Task to complete.
Give only the number of lines below that contain the word "filename".

Recorded data:
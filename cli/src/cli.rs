use std::path::PathBuf;

/// Favorability surface CLI (argument schema only)
#[derive(clap::Parser, Debug)]
#[command(name = "favormap", version, about, propagate_version = true)]
pub struct Cli {
    /// Increase output verbosity (-v, -vv)
    #[arg(short, long, action = clap::ArgAction::Count)]
    pub verbose: u8,

    #[command(subcommand)]
    pub command: Commands,
}

#[derive(clap::Subcommand, Debug)]
pub enum Commands {
    /// Rasterize a weighted kernel density surface
    Density(DensityArgs),

    /// Rasterize an inverse-distance-weighted score surface
    Idw(IdwArgs),

    /// Evaluate the IDW score at a single location
    Sample(SampleArgs),
}

/// Arguments shared by the raster-producing commands.
#[derive(clap::Args, Debug)]
pub struct GridArgs {
    /// JSON array of {lat, lng, weight} records
    #[arg(value_hint = clap::ValueHint::FilePath)]
    pub points: PathBuf,

    /// GeoJSON Polygon, MultiPolygon, Feature or FeatureCollection bounding the study area
    #[arg(short, long, value_hint = clap::ValueHint::FilePath)]
    pub boundary: Option<PathBuf>,

    /// Cell edge length in meters
    #[arg(short, long, default_value_t = 100.0)]
    pub cell_size: f64,

    /// Maximum number of cells; the cell size is coarsened above this
    #[arg(long, default_value_t = favormap::DEFAULT_MAX_CELLS)]
    pub max_cells: usize,

    /// Treat nested boundary rings as holes
    #[arg(long)]
    pub even_odd: bool,

    /// Compute rows on a single thread
    #[arg(long)]
    pub serial: bool,

    /// Rescale values onto [0, 1] before writing
    #[arg(long)]
    pub normalize: bool,

    /// Output grid file, defaults to "./grid.json"
    #[arg(short, long, value_hint = clap::ValueHint::FilePath)]
    pub output: Option<PathBuf>,

    /// Overwrite the output file if it exists
    #[arg(long)]
    pub force: bool,
}

#[derive(clap::Args, Debug)]
pub struct DensityArgs {
    #[command(flatten)]
    pub grid: GridArgs,

    /// Kernel bandwidth in meters
    #[arg(long, default_value_t = 1000.0)]
    pub bandwidth: f64,

    /// Only sum points within this many bandwidths of each cell (approximate, faster)
    #[arg(long)]
    pub truncate: Option<f64>,
}

#[derive(clap::Args, Debug)]
pub struct IdwArgs {
    #[command(flatten)]
    pub grid: GridArgs,

    /// Distance exponent
    #[arg(long, default_value_t = favormap::DEFAULT_POWER)]
    pub power: f64,
}

#[derive(clap::Args, Debug)]
pub struct SampleArgs {
    /// JSON array of {lat, lng, weight} records
    #[arg(value_hint = clap::ValueHint::FilePath)]
    pub points: PathBuf,

    /// Latitude in degrees
    #[arg(long, allow_negative_numbers = true)]
    pub lat: f64,

    /// Longitude in degrees
    #[arg(long, allow_negative_numbers = true)]
    pub lng: f64,

    /// Distance exponent
    #[arg(long, default_value_t = favormap::DEFAULT_POWER)]
    pub power: f64,
}
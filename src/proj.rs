use geo::{Coord, Rect};

/// Meters per degree of latitude, and of longitude at the equator.
pub const METERS_PER_DEGREE: f64 = 111_320.0;

/// Equirectangular projection onto a local meter plane.
///
/// Good to a few meters over a city-scale extent. Not meant for polar
/// regions or extents of more than a few hundred kilometers.
#[derive(Debug, Clone, Copy, PartialEq)]
pub struct LocalProjection {
    ref_lat: f64,
    ref_lng: f64,
    lng_scale: f64, // meters per degree of longitude at ref_lat
}

impl LocalProjection {
    /// Anchor the plane at (`ref_lat`, `ref_lng`).
    pub fn new(ref_lat: f64, ref_lng: f64) -> Self {
        Self { ref_lat, ref_lng, lng_scale: METERS_PER_DEGREE * ref_lat.to_radians().cos() }
    }

    /// Anchor the plane at the center of a lon/lat rectangle.
    pub fn centered_on(rect: &Rect<f64>) -> Self {
        let center = rect.center();
        Self::new(center.y, center.x)
    }

    /// Reference point as (lat, lng).
    #[inline] pub fn reference(&self) -> (f64, f64) { (self.ref_lat, self.ref_lng) }

    /// Project (lat, lng) in degrees to planar (x, y) in meters.
    #[inline]
    pub fn to_meters(&self, lat: f64, lng: f64) -> Coord<f64> {
        Coord {
            x: (lng - self.ref_lng) * self.lng_scale,
            y: (lat - self.ref_lat) * METERS_PER_DEGREE,
        }
    }

    /// Inverse of [`to_meters`](Self::to_meters), returning (lat, lng).
    #[inline]
    pub fn to_geo(&self, x: f64, y: f64) -> (f64, f64) {
        (y / METERS_PER_DEGREE + self.ref_lat, x / self.lng_scale + self.ref_lng)
    }
}
use anyhow::Result;
use favormap::{density_with, KernelDensity, KernelSupport, RasterOptions};

use crate::commands::{finish, progress_logger, GridInput};

pub fn run(_cli: &crate::cli::Cli, args: &crate::cli::DensityArgs) -> Result<()> {
    let input = GridInput::load(&args.grid)?;

    let support = match args.truncate {
        Some(sigmas) => KernelSupport::Truncated { sigmas },
        None => KernelSupport::Unbounded,
    };
    let params = KernelDensity::new(args.bandwidth, args.grid.cell_size)
        .with_support(support)
        .with_grid(input.params);

    let progress = progress_logger("density");
    let options = RasterOptions { progress: Some(&progress), cancel: None };

    tracing::info!("[density] {} points, bandwidth {} m", input.points.len(), params.bandwidth);
    let grid = density_with(&input.points, input.boundary.as_ref(), &params, &options)?;

    finish("density", &args.grid, grid)
}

Reply.
2